(dissenting).
I respectfully dissent. I agree with the majority that the commissioner had authority to dismiss the appeal. However, the exercise of this authority was abused when the commissioner failed to impose a lesser sanction that would have accomplished the same purpose as a dismissal.
Although judges have a great deal of discretion in imposing sanctions for failing to comply with procedural rules, the range of discretion narrows when dismissal is imposed. Kendall/Hunt Publ’g Co. v. Rowe, 424 N.W.2d 235, 240 (Iowa 1988) (citing Smiley v. Twin City Beef Co., 236 N.W.2d 356, 360 (Iowa 1975)). Thus, before imposing the sanction of dismissal, we have required a judge to find that the failure “to comply was the result of willfulness, fault or bad faith.” Id. (citing Smiley, 236 N.W.2d at 360). The rationale for this special “rule reflects the ‘proper balance between the conflicting policies of the need to prevent delays and the sound public policy of deciding cases on them merits.’ ” Id. (quoting Edgar v. Slaughter, 548 F.2d 770, 772 (8th Cir.1977); citing Fox v. Studebaker-Worthington, Inc., 516 F.2d 989, 996 (8th Cir.1975)). Moreover, this balance should render the sanction of dismissal a “rare judicial act.” Id. A sane*788tion that deprives litigants of their day in court carries due process implications. See Societe Internationale Pour Participations Industrielles et Commerciales, S.A. v. Rogers, 357 U.S. 197, 209, 78 S.Ct. 1087, 1094, 2 L.Ed.2d 1255, 1265 (1958).
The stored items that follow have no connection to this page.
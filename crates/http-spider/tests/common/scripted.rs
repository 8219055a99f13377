//! Request executor that replays scripted outcomes per URL.

#![allow(dead_code)]

use std::collections::HashMap;
use std::path::PathBuf;
use std::sync::Mutex;
use std::time::Duration;

use async_trait::async_trait;
use indexmap::IndexMap;

use http_spider::{ExecutorError, Method, RequestExecutor, RequestSpec, Response, SendOptions};

/// Outcome returned for a scripted URL.
#[derive(Debug, Clone)]
pub enum Reply {
    Respond(Response),
    /// Simulates a refused connection.
    Transport(String),
    /// Simulates a non-transport failure inside the client.
    TooManyRedirects,
}

/// One call the executor received.
#[derive(Debug, Clone)]
pub struct RecordedCall {
    pub url: String,
    pub method: Method,
    pub form_params: IndexMap<String, String>,
    pub timeout: Option<Duration>,
    pub sink: Option<PathBuf>,
    pub allow_redirects: bool,
}

/// Executor replying from a URL-keyed script. Unscripted URLs get an empty 200.
#[derive(Debug, Default)]
pub struct ScriptedExecutor {
    replies: Mutex<HashMap<String, Reply>>,
    calls: Mutex<Vec<RecordedCall>>,
}

impl ScriptedExecutor {
    pub fn new() -> Self {
        Self::default()
    }

    pub fn respond(&self, url: &str, status: u16, body: &str) {
        self.script(
            url,
            Reply::Respond(Response::new(status, body.to_string()).with_url(url)),
        );
    }

    pub fn fail_transport(&self, url: &str) {
        self.script(url, Reply::Transport("connection refused".to_string()));
    }

    pub fn fail_send(&self, url: &str) {
        self.script(url, Reply::TooManyRedirects);
    }

    pub fn script(&self, url: &str, reply: Reply) {
        self.replies.lock().unwrap().insert(url.to_string(), reply);
    }

    pub fn calls(&self) -> Vec<RecordedCall> {
        self.calls.lock().unwrap().clone()
    }

    pub fn called_urls(&self) -> Vec<String> {
        self.calls().into_iter().map(|c| c.url).collect()
    }

    pub fn was_called(&self, url: &str) -> bool {
        self.calls().iter().any(|c| c.url == url)
    }
}

#[async_trait]
impl RequestExecutor for ScriptedExecutor {
    async fn send(
        &self,
        request: &RequestSpec,
        options: SendOptions<'_>,
    ) -> Result<Response, ExecutorError> {
        self.calls.lock().unwrap().push(RecordedCall {
            url: request.url.clone(),
            method: request.method,
            form_params: request.form_params.clone(),
            timeout: options.timeout,
            sink: options.sink.map(|p| p.to_path_buf()),
            allow_redirects: options.allow_redirects,
        });

        let reply = self
            .replies
            .lock()
            .unwrap()
            .get(&request.url)
            .cloned()
            .unwrap_or_else(|| Reply::Respond(Response::new(200, "").with_url(&request.url)));

        match reply {
            Reply::Respond(response) => {
                if let Some(path) = options.sink {
                    std::fs::write(path, response.body()).map_err(|source| {
                        ExecutorError::Sink {
                            path: path.to_path_buf(),
                            source,
                        }
                    })?;
                }
                Ok(response)
            }
            Reply::Transport(message) => Err(ExecutorError::Transport(message.into())),
            Reply::TooManyRedirects => Err(ExecutorError::TooManyRedirects(5)),
        }
    }
}
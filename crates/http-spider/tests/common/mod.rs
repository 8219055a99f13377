//! Shared test utilities for http-spider integration tests.
//!
//! This module provides:
//! - `TestHarness` for isolated spiders backed by temp directories
//! - `ScriptedExecutor`, a request executor replaying canned outcomes

pub mod harness;
pub mod scripted;

pub use harness::TestHarness;
pub use scripted::{RecordedCall, Reply, ScriptedExecutor};
use std::borrow::Cow;

use bytes::Bytes;

/// A completed HTTP response as seen by the spider.
#[derive(Debug, Clone, PartialEq, Eq)]
pub struct Response {
    /// Final URL after redirects.
    pub url: String,
    pub status: u16,
    /// All response headers, in the order received.
    pub headers: Vec<(String, String)>,
    pub body: Bytes,
}

impl Response {
    pub fn new(status: u16, body: impl Into<Bytes>) -> Self {
        Self {
            url: String::new(),
            status,
            headers: Vec::new(),
            body: body.into(),
        }
    }

    pub fn with_url(mut self, url: impl Into<String>) -> Self {
        self.url = url.into();
        self
    }

    pub fn with_header(mut self, name: impl Into<String>, value: impl Into<String>) -> Self {
        self.headers.push((name.into(), value.into()));
        self
    }

    pub fn body(&self) -> &[u8] {
        &self.body
    }

    /// Body decoded as UTF-8, replacing invalid sequences.
    pub fn body_text(&self) -> Cow<'_, str> {
        String::from_utf8_lossy(&self.body)
    }

    /// First header value matching `name`, case-insensitively.
    pub fn header(&self, name: &str) -> Option<&str> {
        self.headers
            .iter()
            .find(|(k, _)| k.eq_ignore_ascii_case(name))
            .map(|(_, v)| v.as_str())
    }

    pub fn is_success(&self) -> bool {
        (200..300).contains(&self.status)
    }
}
use std::io::Write;
use std::path::{Component, Path, PathBuf};

use log::debug;

use super::{ArtifactStore, Visibility};
use crate::error::StorageError;

/// [`ArtifactStore`] on the local filesystem, rooted at one directory.
#[derive(Debug, Clone)]
pub struct LocalArtifactStore {
    root: PathBuf,
}

impl LocalArtifactStore {
    pub fn new<P: AsRef<Path>>(root: P) -> Self {
        Self {
            root: root.as_ref().to_path_buf(),
        }
    }

    pub fn root(&self) -> &Path {
        &self.root
    }

    /// Absolute path for `name`. Names that would leave the root are rejected.
    pub fn path_for(&self, name: &str) -> Result<PathBuf, StorageError> {
        let relative = Path::new(name);
        let escapes = relative
            .components()
            .any(|c| !matches!(c, Component::Normal(_) | Component::CurDir));

        if escapes || name.is_empty() {
            return Err(StorageError::WriteFile {
                path: relative.to_path_buf(),
                source: std::io::Error::new(
                    std::io::ErrorKind::InvalidInput,
                    "artifact names must be relative to the store root",
                ),
            });
        }

        Ok(self.root.join(relative))
    }

    fn ensure_parent(&self, path: &Path) -> Result<(), StorageError> {
        match path.parent() {
            Some(parent) => ensure_directory(parent),
            None => Ok(()),
        }
    }
}

fn ensure_directory(path: &Path) -> Result<(), StorageError> {
    if !path.is_dir() {
        std::fs::create_dir_all(path).map_err(|e| StorageError::CreateDirectory {
            path: path.to_path_buf(),
            source: e,
        })?;
    }
    Ok(())
}

impl ArtifactStore for LocalArtifactStore {
    fn has(&self, name: &str) -> bool {
        self.path_for(name).map(|p| p.exists()).unwrap_or(false)
    }

    fn write(&self, name: &str, contents: &[u8]) -> Result<(), StorageError> {
        let path = self.path_for(name)?;
        self.ensure_parent(&path)?;

        // create_new makes the existence check and the creation one step
        let mut file = std::fs::OpenOptions::new()
            .write(true)
            .create_new(true)
            .open(&path)
            .map_err(|e| {
                if e.kind() == std::io::ErrorKind::AlreadyExists {
                    StorageError::FileExists(path.clone())
                } else {
                    StorageError::WriteFile {
                        path: path.clone(),
                        source: e,
                    }
                }
            })?;

        file.write_all(contents)
            .map_err(|e| StorageError::WriteFile {
                path: path.clone(),
                source: e,
            })?;

        debug!("Wrote {} bytes to {}", contents.len(), path.display());
        Ok(())
    }

    fn append(&self, name: &str, contents: &[u8]) -> Result<(), StorageError> {
        let path = self.path_for(name)?;
        self.ensure_parent(&path)?;
        append_to_file(&path, contents).map_err(|e| match e {
            StorageError::WriteLocalFile { path, source } => StorageError::WriteFile { path, source },
            other => other,
        })?;
        Ok(())
    }

    fn read(&self, name: &str) -> Result<Vec<u8>, StorageError> {
        let path = self.path_for(name)?;
        std::fs::read(&path).map_err(|e| StorageError::ReadFile { path, source: e })
    }

    fn create_dir(&self, name: &str) -> Result<(), StorageError> {
        let path = self.path_for(name)?;
        self.ensure_parent(&path)?;

        std::fs::create_dir(&path).map_err(|e| {
            if e.kind() == std::io::ErrorKind::AlreadyExists {
                StorageError::FileExists(path.clone())
            } else {
                StorageError::CreateDirectory {
                    path: path.clone(),
                    source: e,
                }
            }
        })?;

        debug!("Created directory {}", path.display());
        Ok(())
    }

    fn set_visibility(&self, name: &str, visibility: Visibility) -> Result<(), StorageError> {
        let path = self.path_for(name)?;
        apply_visibility(&path, visibility)
            .map_err(|e| StorageError::SetVisibility { path, source: e })
    }
}

#[cfg(unix)]
fn apply_visibility(path: &Path, visibility: Visibility) -> std::io::Result<()> {
    use std::os::unix::fs::PermissionsExt;

    let mode = match visibility {
        Visibility::Public => 0o755,
        Visibility::Private => 0o700,
    };
    std::fs::set_permissions(path, std::fs::Permissions::from_mode(mode))
}

#[cfg(not(unix))]
fn apply_visibility(path: &Path, _visibility: Visibility) -> std::io::Result<()> {
    std::fs::metadata(path).map(|_| ())
}

/// Appends `contents` to the file at `path`, creating the file if needed.
///
/// The parent directory must already exist. Returns the number of bytes written.
pub fn append_to_file(path: &Path, contents: &[u8]) -> Result<usize, StorageError> {
    let to_error = |e| StorageError::WriteLocalFile {
        path: path.to_path_buf(),
        source: e,
    };

    let mut file = std::fs::OpenOptions::new()
        .create(true)
        .append(true)
        .open(path)
        .map_err(to_error)?;
    file.write_all(contents).map_err(to_error)?;

    Ok(contents.len())
}
pub mod config;
pub mod error;
pub mod http;
pub mod logging;
pub mod rule;
pub mod spider;
pub mod step;
pub mod storage;

pub use config::{load_config, load_config_from_str, ConfigFormat, SpiderConfig};
pub use error::{
    ConfigError, ExecutorError, Result, RuleError, SpiderError, StorageError,
    FAILURE_RULE_TRIGGERED_CODE, REQUEST_SEND_CODE,
};
pub use http::{CookieJar, HttpExecutor, RequestExecutor, Response, SendOptions};
pub use logging::{init_logging, LogFormat};
pub use rule::{FailureRule, RuleType};
pub use spider::{FailedStep, Spider};
pub use step::{Method, RequestSpec, Step};
pub use storage::{ArtifactStore, LocalArtifactStore, MemoryArtifactStore, Visibility};
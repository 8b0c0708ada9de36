use std::collections::{BTreeMap, HashMap};
use std::sync::{Mutex, MutexGuard, PoisonError};

use crate::config::VersionResolution;
use crate::error::{RegistryError, RegistryResult};
use crate::name::LibraryName;
use crate::types::LibraryRecord;
use crate::version::Version;

#[derive(Debug, Default)]
pub(crate) struct Index {
    pub libraries: BTreeMap<LibraryName, Library>,
    /// Monotonic registration counter; orders versions by last registration.
    pub next_seq: u64,
}

#[derive(Debug, Default)]
pub(crate) struct Library {
    pub versions: HashMap<Version, Entry>,
}

#[derive(Debug)]
pub(crate) struct Entry {
    pub record: Mutex<LibraryRecord>,
    pub registered_seq: u64,
}

impl Entry {
    pub fn lock(&self) -> MutexGuard<'_, LibraryRecord> {
        self.record.lock().unwrap_or_else(PoisonError::into_inner)
    }
}

impl Index {
    pub fn record_count(&self) -> usize {
        self.libraries.values().map(|l| l.versions.len()).sum()
    }

    /// Find the entry for `name`, resolving the version when not given.
    pub fn resolve(
        &self,
        name: &str,
        version: Option<&str>,
        resolution: VersionResolution,
    ) -> RegistryResult<(&LibraryName, &Version, &Entry)> {
        let (name, library) = self
            .libraries
            .get_key_value(name)
            .ok_or_else(|| RegistryError::not_found(name, version))?;

        let found = match version {
            Some(v) => library.versions.get_key_value(v),
            None => library.resolve(resolution),
        };

        found
            .map(|(version, entry)| (name, version, entry))
            .ok_or_else(|| RegistryError::not_found(name.as_str(), version))
    }
}

impl Library {
    pub fn resolve(&self, resolution: VersionResolution) -> Option<(&Version, &Entry)> {
        match resolution {
            VersionResolution::LatestRegistered => self.latest_registered(),
            VersionResolution::HighestSemver => self
                .versions
                .iter()
                .filter_map(|(v, e)| v.semver().map(|sv| (sv, v, e)))
                .max_by(|(a, _, ea), (b, _, eb)| {
                    a.cmp(b).then(ea.registered_seq.cmp(&eb.registered_seq))
                })
                .map(|(_, v, e)| (v, e))
                .or_else(|| self.latest_registered()),
        }
    }

    fn latest_registered(&self) -> Option<(&Version, &Entry)> {
        self.versions.iter().max_by_key(|(_, e)| e.registered_seq)
    }

    /// Versions ordered by their most recent registration, oldest first.
    pub fn ordered_versions(&self) -> Vec<(&Version, &Entry)> {
        let mut versions: Vec<_> = self.versions.iter().collect();
        versions.sort_by_key(|(_, e)| e.registered_seq);
        versions
    }
}
//! Versioned library registry with funding-gated visibility.
//!
//! Maps a library name and version to deployment metadata (address, ABI,
//! documentation URL). Each record may carry a funding threshold; until the
//! contributions tracked against it reach that threshold the record is
//! locked and `get` refuses to reveal it.
//!
//! # Quick Start
//!
//! ```
//! use livelibs_registry::{RegisterOptions, Registry};
//!
//! # fn main() -> Result<(), livelibs_registry::RegistryError> {
//! let registry = Registry::new();
//! registry.register(
//!     "xyz",
//!     "30.1.2",
//!     "0xcd2a3d9f938e13cd947ec05abc7fe734df8dd826",
//!     "[]",
//!     RegisterOptions::default().with_threshold_wei(1000),
//! )?;
//!
//! assert!(registry.get("xyz", None).unwrap_err().is_locked());
//!
//! registry.contribute_to("xyz", "30.1.2", 250)?;
//! registry.contribute_to("xyz", "30.1.2", 750)?;
//! assert_eq!(registry.get("xyz", None)?.total_value, 1000);
//! # Ok(())
//! # }
//! ```
//!
//! # Configuration
//!
//! | Environment Variable | Description |
//! |---------------------|-------------|
//! | `LIVELIBS_VERSION_RESOLUTION` | `latest-registered` (default) or `highest-semver` |

pub mod config;
pub mod error;
pub mod name;
pub mod registry;
mod registry_next;
pub mod snapshot;
pub mod types;
pub mod version;

// Re-export main types
pub use config::{RegistryConfig, VersionResolution};
pub use error::{RegistryError, RegistryResult};
pub use name::{LibraryName, MAX_NAME_BYTES};
pub use registry::Registry;
pub use snapshot::{LibrarySnapshot, RegistrySnapshot, VersionSnapshot};
pub use types::{FundingStatus, LibraryInfo, LockState, RegisterOptions, Wei};
pub use version::{LibraryRef, Version};
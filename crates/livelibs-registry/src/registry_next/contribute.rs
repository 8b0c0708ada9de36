use tracing::{debug, info};

use super::super::Registry;
use crate::error::RegistryResult;
use crate::types::{FundingStatus, Wei};

pub(crate) fn contribute_to_impl(
    registry: &Registry,
    name: &str,
    version: &str,
    amount_wei: Wei,
) -> RegistryResult<FundingStatus> {
    let index = registry.read_index();
    // Explicit version only: a contribution must never target a resolved guess.
    let (name, version, entry) =
        index.resolve(name, Some(version), registry.config.version_resolution)?;

    let mut record = entry.lock();
    let was_locked = record.lock_state().is_locked();
    // Saturates instead of wrapping; the total stays non-decreasing.
    record.total_value = record.total_value.saturating_add(amount_wei);
    let status = record.funding(name, version);
    drop(record);

    if was_locked && !status.is_locked() {
        info!(
            name = %name,
            version = %version,
            total_value = %status.total_value,
            threshold_wei = %status.threshold_wei,
            "library unlocked by contribution"
        );
    } else {
        debug!(
            name = %name,
            version = %version,
            amount_wei = %amount_wei,
            total_value = %status.total_value,
            "recorded contribution"
        );
    }

    Ok(status)
}

pub(crate) fn funding_impl(
    registry: &Registry,
    name: &str,
    version: &str,
) -> RegistryResult<FundingStatus> {
    let index = registry.read_index();
    let (name, version, entry) =
        index.resolve(name, Some(version), registry.config.version_resolution)?;
    let status = entry.lock().funding(name, version);
    Ok(status)
}

#[cfg(test)]
mod tests {
    use super::*;
    use crate::error::RegistryError;
    use crate::types::{LockState, RegisterOptions};

    const ADDR: &str = "0xcd2a3d9f938e13cd947ec05abc7fe734df8dd826";

    fn locked_registry(threshold: Wei) -> Registry {
        let registry = Registry::new();
        registry
            .register(
                "xyz",
                "30.1.2",
                ADDR,
                "[]",
                RegisterOptions::default().with_threshold_wei(threshold),
            )
            .unwrap();
        registry
    }

    #[test]
    fn test_cumulative_contributions_unlock_at_threshold() {
        let registry = locked_registry(1000);

        let status = registry.contribute_to("xyz", "30.1.2", 250).unwrap();
        assert_eq!(status.total_value, 250);
        assert_eq!(status.remaining_wei, 750);
        assert_eq!(status.state, LockState::Locked);
        assert!(registry.get("xyz", None).unwrap_err().is_locked());

        let status = registry.contribute_to("xyz", "30.1.2", 750).unwrap();
        assert_eq!(status.total_value, 1000);
        assert_eq!(status.state, LockState::Unlocked);

        let info = registry.get("xyz", None).unwrap();
        assert_eq!(info.total_value, 1000);
        assert_eq!(info.address, ADDR);
    }

    #[test]
    fn test_contribution_to_missing_pair_creates_nothing() {
        let registry = locked_registry(1000);

        let err = registry.contribute_to("nope", "1.0.0", 10).unwrap_err();
        assert!(err.is_not_found());
        let err = registry.contribute_to("xyz", "9.9.9", 10).unwrap_err();
        assert_eq!(
            err,
            RegistryError::NotFound {
                name: "xyz".to_string(),
                version: Some("9.9.9".to_string()),
            }
        );

        assert_eq!(registry.len(), 1);
        assert!(registry.get("nope", None).unwrap_err().is_not_found());
    }

    #[test]
    fn test_total_saturates() {
        let registry = locked_registry(Wei::MAX);
        registry.contribute_to("xyz", "30.1.2", Wei::MAX - 1).unwrap();
        let status = registry.contribute_to("xyz", "30.1.2", 10).unwrap();
        assert_eq!(status.total_value, Wei::MAX);
        assert!(!status.is_locked());
    }

    #[test]
    fn test_zero_contribution_is_noop() {
        let registry = locked_registry(1000);
        let status = registry.contribute_to("xyz", "30.1.2", 0).unwrap();
        assert_eq!(status.total_value, 0);
        assert!(status.is_locked());
    }

    #[test]
    fn test_funding_visible_while_locked() {
        let registry = locked_registry(1000);
        registry.contribute_to("xyz", "30.1.2", 400).unwrap();
        let status = registry.funding("xyz", "30.1.2").unwrap();
        assert_eq!(status.total_value, 400);
        assert_eq!(status.remaining_wei, 600);
        assert!(status.is_locked());
    }

    #[test]
    fn test_reregister_resets_funding() {
        let registry = locked_registry(1000);
        registry.contribute_to("xyz", "30.1.2", 1000).unwrap();
        assert!(registry.get("xyz", Some("30.1.2")).is_ok());

        registry
            .register(
                "xyz",
                "30.1.2",
                ADDR,
                "[]",
                RegisterOptions::default().with_threshold_wei(500),
            )
            .unwrap();

        let status = registry.funding("xyz", "30.1.2").unwrap();
        assert_eq!(status.total_value, 0);
        assert_eq!(status.threshold_wei, 500);
        assert!(registry.get("xyz", Some("30.1.2")).unwrap_err().is_locked());
    }
}
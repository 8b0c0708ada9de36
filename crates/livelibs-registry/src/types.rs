//! Record and snapshot types.

use chrono::{DateTime, Utc};
use serde::{Deserialize, Serialize};

use crate::name::LibraryName;
use crate::version::Version;

/// Funding amounts, in wei.
pub type Wei = u128;

/// Optional fields for `register`, with their defaults.
#[derive(Debug, Clone, Default, PartialEq, Eq, Serialize, Deserialize)]
pub struct RegisterOptions {
    /// Documentation URL (default: empty).
    #[serde(default, rename = "docURL")]
    pub doc_url: String,

    /// Source URL (default: empty). Stored, never validated.
    #[serde(default, rename = "sourceURL")]
    pub source_url: String,

    /// Funding required before the record is readable (default: 0, unlocked).
    #[serde(default, rename = "thresholdWei")]
    pub threshold_wei: Wei,
}

impl RegisterOptions {
    pub fn with_doc_url(mut self, url: impl Into<String>) -> Self {
        self.doc_url = url.into();
        self
    }

    pub fn with_source_url(mut self, url: impl Into<String>) -> Self {
        self.source_url = url.into();
        self
    }

    pub fn with_threshold_wei(mut self, threshold: Wei) -> Self {
        self.threshold_wei = threshold;
        self
    }
}

/// Visibility of a record.
#[derive(Debug, Clone, Copy, PartialEq, Eq, Serialize, Deserialize)]
#[serde(rename_all = "snake_case")]
pub enum LockState {
    Locked,
    Unlocked,
}

impl LockState {
    /// Locked iff `total < threshold`; a zero threshold is always unlocked.
    pub fn of(threshold_wei: Wei, total_value: Wei) -> Self {
        if total_value < threshold_wei {
            Self::Locked
        } else {
            Self::Unlocked
        }
    }

    pub fn is_locked(self) -> bool {
        self == Self::Locked
    }
}

/// Stored metadata for one `(name, version)` pair.
#[derive(Debug, Clone)]
pub(crate) struct LibraryRecord {
    pub address: String,
    pub abi: String,
    pub doc_url: String,
    pub source_url: String,
    pub threshold_wei: Wei,
    pub total_value: Wei,
    pub registered_at: DateTime<Utc>,
}

impl LibraryRecord {
    pub fn lock_state(&self) -> LockState {
        LockState::of(self.threshold_wei, self.total_value)
    }

    pub fn info(&self, name: &LibraryName, version: &Version) -> LibraryInfo {
        LibraryInfo {
            name: name.clone(),
            version: version.clone(),
            address: self.address.clone(),
            abi: self.abi.clone(),
            doc_url: self.doc_url.clone(),
            source_url: self.source_url.clone(),
            threshold_wei: self.threshold_wei,
            total_value: self.total_value,
            registered_at: self.registered_at,
        }
    }

    pub fn funding(&self, name: &LibraryName, version: &Version) -> FundingStatus {
        FundingStatus {
            name: name.clone(),
            version: version.clone(),
            threshold_wei: self.threshold_wei,
            total_value: self.total_value,
            remaining_wei: self.threshold_wei.saturating_sub(self.total_value),
            state: self.lock_state(),
        }
    }
}

/// Read-only snapshot of a record, as returned by `get`.
#[derive(Debug, Clone, PartialEq, Eq, Serialize)]
pub struct LibraryInfo {
    pub name: LibraryName,
    pub version: Version,
    pub address: String,
    pub abi: String,
    #[serde(rename = "docURL")]
    pub doc_url: String,
    #[serde(rename = "sourceURL")]
    pub source_url: String,
    #[serde(rename = "thresholdWei")]
    pub threshold_wei: Wei,
    #[serde(rename = "totalValue")]
    pub total_value: Wei,
    #[serde(rename = "registeredAt")]
    pub registered_at: DateTime<Utc>,
}

/// Funding view of a record. Never carries the gated contents.
#[derive(Debug, Clone, PartialEq, Eq, Serialize)]
pub struct FundingStatus {
    pub name: LibraryName,
    pub version: Version,
    #[serde(rename = "thresholdWei")]
    pub threshold_wei: Wei,
    #[serde(rename = "totalValue")]
    pub total_value: Wei,
    #[serde(rename = "remainingWei")]
    pub remaining_wei: Wei,
    pub state: LockState,
}

impl FundingStatus {
    pub fn is_locked(&self) -> bool {
        self.state.is_locked()
    }
}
In this case, the majority departs from this accepted standard by elevating the policy of moving cases through the judicial system without' delay over the venerable and time-honored judicial policy of deciding cases on their merits. Instead of requiring willfulness, fault; or bad faith as a basis for a dismissal, the majority establishes a new standard based on the .absence of “good cause.” Under the new standard, if an attorney is unable to establish “good cause” for the failure to file a brief with the court within an established deadline, judges are permitted to dismiss the case with no final adjudication on the merits. This new standard is not only hostile to the fundamental existence of our system of justice, but the practice of law. It gives judges too much authority to deprive litigants of a final adjudication of a claim on the merits, and it will give rise to tension between judges and lawyers, as well as lawyers and clients. It is a step in the wrong direction, and it falls short of the due process standard of fault that must be met to support the dismissal of a claim. See Cine Forty-Second St. Theatre Corp. v. Allied Artists Pictures Corp., 602 F.2d 1062, 1066-68 (2d Cir.1979) (considerations of fair play dictate courts eschew the harshest sanctions when faced with conduct amounting to mere oversight of counsel).
The reality of this case is that the attorney responsible for filing the brief honestly acknowledged his neglect in missing the briefing deadline, and he promptly filed the required brief prior to the sanction hearing once informed of his mistake. There was no evidence that- the attorney had ignored deadlines in the past. Moreover, the employer did not object to the late-filed brief and promptly filed a brief addressing the substantive issues in the case. There were simply no aggravating circumstances supporting any form of bad faith or willfulness by the attorney. The delay was minimal, and a lesser sanction, such as assessment of a fine against the attorney, would easily have sustained the goal of moving cases through the system without unnecessary delay. Dismissal under the circumstances of this case was a harsh and punitive sanction, contrary to the concept of due process. Discretion permits a judge to make a choice among alternatives, but does not permit a judge to impose the severe sanction of dismissal when a less drastic sanction would equally serve as a proper deterrent or would otherwise satisfy the need for imposing a sanction. By failing to intervene in the decision of the commissioner, we have abrogated our important responsibility to place proper limits on judicial discretion, and we have failed to fully consider the impact of our decision on lawyers, clients, and the practice of law.